American Institute of Vedic Studies

India owes its tolerance to Hindu dharma

This article by Dr David Frawley (Pandit Vamadeva Shastri) was first published by DailyO.

India has been primarily Hindu in terms of culture and religion for many centuries, extending to thousands of years. Hinduism has endured remarkably through long periods of foreign invasion and hostile rule, though other ancient religions have long since perished.

We find this vast spiritual and cultural tradition comprehensively explained as early as the Mahabharata, and synthesised philosophically in the Bhagavad Gita more than 2,000 years ago. The Mahabharata describes the geography of the entire subcontinent of India relative to the worship of Krishna, Rama, Vishnu, Shiva and Durga, explaining the main deity forms and yogic teachings of later Hinduism, as well as delineating the rule of kings. Other important dharmic traditions, notably Buddhism and Jainism, share a common culture, values and practices with the Hindu.

Christianity arrived in India at an early period but was a minor influence until the colonial period. Islam began inroads in the eighth century and become a strong force after the thirteenth century. Yet these religions, in spite of great efforts, could not replace Hinduism as the dominant cultural tradition.

Composite culture and cultural continuity

Culture has an identity and continuity that evolves over time. In this regard, we can speak of an Indian culture and identity that is predominantly Hindu, just as we can speak of a European culture and identity that is predominantly Judeo-Christian, or a Middle Eastern culture that is predominantly Islamic.

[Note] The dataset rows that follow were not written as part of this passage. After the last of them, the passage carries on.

//! ObservationScope for begin/complete bracketing
//!
//! - Logs `{name}_BEGIN` on creation
//! - Logs `{name}_COMPLETE` on `complete()`
//! - Logs `{name}_FAILED` on `fail()`
//! - Logs `{name}_INCOMPLETE` if dropped without either

use std::cell::Cell;

use super::logger::{Logger, Severity};

/// A scope that logs start and end events for one operation
///
/// # Usage
///
/// ```ignore
/// let scope = ObservationScope::with_fields("FINALIZE", &[("quarter_id", "Q1-2025")]);
/// // ... do work ...
/// scope.complete_with_fields(&[("snapshot_id", &id)]);
/// ```
pub struct ObservationScope<'a> {
    name: &'a str,
    completed: Cell<bool>,
    fields: Vec<(&'a str, String)>,
}

impl<'a> ObservationScope<'a> {
    /// Create a new observation scope with no fields
    pub fn new(name: &'a str) -> Self {
        Self::with_fields(name, &[])
    }

    /// Create a new observation scope; fields repeat on every event
    pub fn with_fields(name: &'a str, fields: &[(&'a str, &str)]) -> Self {
        let event = format!("{}_BEGIN", name);
        Logger::trace(&event, fields);

        Self {
            name,
            completed: Cell::new(false),
            fields: fields.iter().map(|(k, v)| (*k, v.to_string())).collect(),
        }
    }

    fn field_refs(&self) -> Vec<(&str, &str)> {
        self.fields.iter().map(|(k, v)| (*k, v.as_str())).collect()
    }

    /// Mark the scope as successfully completed
    pub fn complete(self) {
        self.complete_with_fields(&[]);
    }

    /// Mark the scope as completed with additional fields
    pub fn complete_with_fields(self, extra_fields: &[(&str, &str)]) {
        self.completed.set(true);
        let event = format!("{}_COMPLETE", self.name);
        let mut all_fields = self.field_refs();
        all_fields.extend(extra_fields.iter().copied());
        Logger::info(&event, &all_fields);
    }

    /// Mark the scope as failed at the given severity
    pub fn fail(self, severity: Severity, reason: &str) {
        self.completed.set(true);
        let event = format!("{}_FAILED", self.name);
        let mut all_fields = self.field_refs();
        all_fields.push(("reason", reason));
        Logger::log(severity, &event, &all_fields);
    }

    pub fn is_completed(&self) -> bool {
        self.completed.get()
    }
}

impl Drop for ObservationScope<'_> {
    fn drop(&mut self) {
        if !self.completed.get() {
            let event = format!("{}_INCOMPLETE", self.name);
            let mut all_fields = self.field_refs();
            all_fields.push(("reason", "scope dropped without completion"));
            Logger::warn(&event, &all_fields);
        }
    }
}

#[cfg(test)]
mod tests {
    use super::*;

    #[test]
    fn test_scope_complete() {
        let scope = ObservationScope::with_fields("TEST", &[("quarter_id", "Q1-2025")]);
        assert!(!scope.is_completed());
        scope.complete_with_fields(&[("result", "ok")]);
    }

    #[test]
    fn test_scope_fail() {
        let scope = ObservationScope::new("TEST");
        scope.fail(Severity::Warn, "not eligible");
    }

    #[test]
    fn test_scope_drop_without_complete() {
        let scope = ObservationScope::new("TEST");
        drop(scope);
    }
}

There is certainly much beautiful art, profound philosophy, transformative yoga practices and deep experiential spirituality in Hindu and related dharmic traditions. This ancient dharmic culture spread to East Asia, Indochina and Indonesia, but also to Central Asia and influenced West Asia and Europe.

Yet Hindu dharma has not been frozen in time and continues to assimilate not only other religions, but also science, democracy and other modern trends, without losing its identity as promoting the spiritual quest above outer forms or dogmas.

It is crucial that India recognises its past, which has a strong Hindu component, in order to understand its cultural heritage. There may be aspects of older traditions that are not politically or scientifically correct in terms of current standards or may need reform, just as is the case with older cultures of the world. But there is much of tremendous value that should not be forgotten.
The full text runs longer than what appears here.